- WHAT YOU SHOULD DO -
Lines with "value": please show every one of them from the listing below.

☆ ☆ ☆

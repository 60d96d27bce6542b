//! Parse subcommand tests

use assert_cmd::cargo::cargo_bin_cmd;
use predicates::prelude::*;
use std::fs;
use tempfile::TempDir;

#[test]
fn test_parse_stdin() {
    cargo_bin_cmd!("markstream")
        .arg("parse")
        .write_stdin("# Heading\n\nParagraph.")
        .assert()
        .success()
        .stdout(predicate::str::starts_with("HEADER(1)\nTEXT \"Heading\"\n/HEADER(1)\n"))
        .stdout(predicate::str::contains("TEXT \"Paragraph\""));
}

#[test]
fn test_parse_simple_file() {
    let temp_dir = TempDir::new().unwrap();
    let test_file = temp_dir.path().join("test.md");
    fs::write(&test_file, "- *one*\n- two\n\n").unwrap();

    cargo_bin_cmd!("markstream")
        .args(["parse", test_file.to_str().unwrap()])
        .assert()
        .success()
        .stdout(predicate::str::contains("UL(0)"))
        .stdout(predicate::str::contains("EMPHASIS"))
        .stdout(predicate::str::ends_with("/LI\n/UL\n"));
}

#[test]
fn test_parse_json_format() {
    cargo_bin_cmd!("markstream")
        .args(["parse", "--format", "json"])
        .write_stdin("**a**")
        .assert()
        .success()
        .stdout(predicate::str::contains("\"tag\": \"strong\""))
        .stdout(predicate::str::contains("\"closing\": true"));
}

#[test]
fn test_parse_with_explicit_config() {
    let temp_dir = TempDir::new().unwrap();
    let test_file = temp_dir.path().join("test.md");
    let config_file = temp_dir.path().join("strict.toml");

    fs::write(&test_file, "> *open").unwrap();
    fs::write(&config_file, "close_unterminated = true\n").unwrap();

    cargo_bin_cmd!("markstream")
        .args([
            "parse",
            "--config",
            config_file.to_str().unwrap(),
            test_file.to_str().unwrap(),
        ])
        .assert()
        .success()
        .stdout(predicate::str::ends_with("/EMPHASIS\n/QUOTE\n"));
}

#[test]
fn test_parse_finds_config_in_parent_directory() {
    let temp_dir = TempDir::new().unwrap();
    let nested = temp_dir.path().join("docs");
    fs::create_dir_all(&nested).unwrap();
    let test_file = nested.join("test.md");

    fs::write(&test_file, "- a\n  - b\n").unwrap();
    fs::write(
        temp_dir.path().join(".markstream.toml"),
        "normalize_list_levels = false\n",
    )
    .unwrap();

    cargo_bin_cmd!("markstream")
        .args(["parse", test_file.to_str().unwrap()])
        .assert()
        .success()
        .stdout(predicate::str::contains("LI(2)"));
}

#[test]
fn test_format_flag_overrides_config() {
    let temp_dir = TempDir::new().unwrap();
    let test_file = temp_dir.path().join("test.md");
    fs::write(&test_file, "x").unwrap();
    fs::write(temp_dir.path().join("markstream.toml"), "output = \"json\"\n").unwrap();

    cargo_bin_cmd!("markstream")
        .args(["parse", "--format", "text", test_file.to_str().unwrap()])
        .assert()
        .success()
        .stdout("TEXT \"x\"\n");
}

#[test]
fn test_bare_file_name_finds_config_above_working_directory() {
    let temp_dir = TempDir::new().unwrap();
    let nested = temp_dir.path().join("docs");
    fs::create_dir_all(&nested).unwrap();
    fs::write(nested.join("test.md"), "- a\n  - b\n").unwrap();
    fs::write(
        temp_dir.path().join("markstream.toml"),
        "normalize_list_levels = false\n",
    )
    .unwrap();

    cargo_bin_cmd!("markstream")
        .current_dir(&nested)
        .args(["parse", "test.md"])
        .assert()
        .success()
        .stdout(predicate::str::contains("LI(2)"));
}

#[test]
fn test_broken_discovered_config_is_skipped_with_warning() {
    let temp_dir = TempDir::new().unwrap();
    let nested = temp_dir.path().join("docs");
    fs::create_dir_all(&nested).unwrap();
    let test_file = nested.join("test.md");

    fs::write(&test_file, "*open").unwrap();
    fs::write(nested.join(".markstream.toml"), "close_unterminated = \"yes\"\n").unwrap();
    fs::write(
        temp_dir.path().join(".markstream.toml"),
        "close_unterminated = true\n",
    )
    .unwrap();

    cargo_bin_cmd!("markstream")
        .env("RUST_LOG", "warn")
        .args(["parse", test_file.to_str().unwrap()])
        .assert()
        .success()
        .stdout(predicate::str::ends_with("/EMPHASIS\n"))
        .stderr(predicate::str::contains("Skipping config"))
        .stderr(predicate::str::contains("docs"));
}
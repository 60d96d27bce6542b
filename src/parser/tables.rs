//! Pipe tables.
//!
//! Rows are written out as they are read. A delimiter row (`|---|:--:|`) is
//! only recognised once it has been fully emitted, at which point it is
//! removed again and the row above it is relabelled as the header row.

use super::MarkupParser;
use super::context::TableParts;
use super::cursor::next_non_blank;
use crate::element::{Element, Tag};
use crate::token::TokenKind;

impl MarkupParser<'_> {
    /// `|` at the start of a line opens a table.
    pub(super) fn try_parse_table_start(&mut self) -> bool {
        if self.token().kind != TokenKind::Pipe
            || self.open.table.is_some()
            || !self.at_beginning_of_line()
        {
            return false;
        }

        log::debug!("Opening table at token {}", self.pos);
        self.open.table = Some(TableParts {
            row: true,
            cell: true,
        });
        self.emit(Element::open(Tag::Table));
        self.emit(Element::open(Tag::TableRow));
        self.emit(Element::open(Tag::TableCell));
        true
    }

    /// `|` inside a table separates cells. A trailing pipe only closes.
    pub(super) fn try_parse_table_pipe(&mut self) -> bool {
        if self.token().kind != TokenKind::Pipe {
            return false;
        }
        let Some(mut table) = self.open.table else {
            return false;
        };

        if table.cell {
            self.emit(Element::close(Tag::TableCell));
            table.cell = false;
        }
        let trailing = matches!(
            next_non_blank(self.tokens, self.pos),
            None | Some((_, TokenKind::LineEnd))
        );
        if !trailing {
            self.emit(Element::open(Tag::TableCell));
            table.cell = true;
        }
        self.open.table = Some(table);
        true
    }

    /// Line end followed by another pipe line: start the next row.
    pub(super) fn continue_table(&mut self) {
        self.promote_header_row();
        self.close_row();
        self.emit(Element::open(Tag::TableRow));
        self.emit(Element::open(Tag::TableCell));
        self.open.table = Some(TableParts {
            row: true,
            cell: true,
        });
    }

    pub(super) fn end_table(&mut self) {
        self.promote_header_row();
        self.close_row();
        self.emit(Element::close(Tag::Table));
        self.open.table = None;
        log::debug!("Closed table at token {}", self.pos);
    }

    fn close_row(&mut self) {
        let Some(table) = self.open.table.as_mut() else {
            return;
        };
        let (row, cell) = (table.row, table.cell);
        *table = TableParts::default();

        if cell {
            self.emit(Element::close(Tag::TableCell));
        }
        if row {
            self.emit(Element::close(Tag::TableRow));
        }
    }

    /// If the row being written is a delimiter row, drop it and turn the
    /// previous row of the same table into the header row.
    fn promote_header_row(&mut self) {
        let Some(row_start) = self.out.iter().rposition(|e| e.is_open(Tag::TableRow)) else {
            return;
        };
        if !is_delimiter_row(&self.out[row_start..]) {
            return;
        }

        let table_start = self.out[..row_start]
            .iter()
            .rposition(|e| e.is_open(Tag::Table))
            .unwrap_or(0);
        let Some(previous) = self.out[table_start..row_start]
            .iter()
            .rposition(|e| e.is_open(Tag::TableRow) || e.is_open(Tag::TableHeaderRow))
            .map(|i| table_start + i)
        else {
            return;
        };

        log::debug!("Promoting table row at element {} to header", previous);
        self.out.truncate(row_start);
        for element in &mut self.out[previous..] {
            if element.tag == Tag::TableRow {
                element.tag = Tag::TableHeaderRow;
            }
        }
        if let Some(table) = self.open.table.as_mut() {
            *table = TableParts::default();
        }
    }
}

/// Only row/cell markers and text made of `-`, `:` and whitespace, with at
/// least one `-`.
fn is_delimiter_row(row: &[Element]) -> bool {
    let mut has_dash = false;
    for element in row {
        match element.tag {
            Tag::TableRow | Tag::TableCell => {}
            Tag::Text => {
                let valid = element
                    .value
                    .chars()
                    .all(|c| c == '-' || c == ':' || c.is_whitespace());
                if !valid {
                    return false;
                }
                has_dash |= element.value.contains('-');
            }
            _ => return false,
        }
    }
    has_dash
}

☆ ☆ ☆

- TASK OUTPUT -
                    .value
                has_dash |= element.value.contains('-');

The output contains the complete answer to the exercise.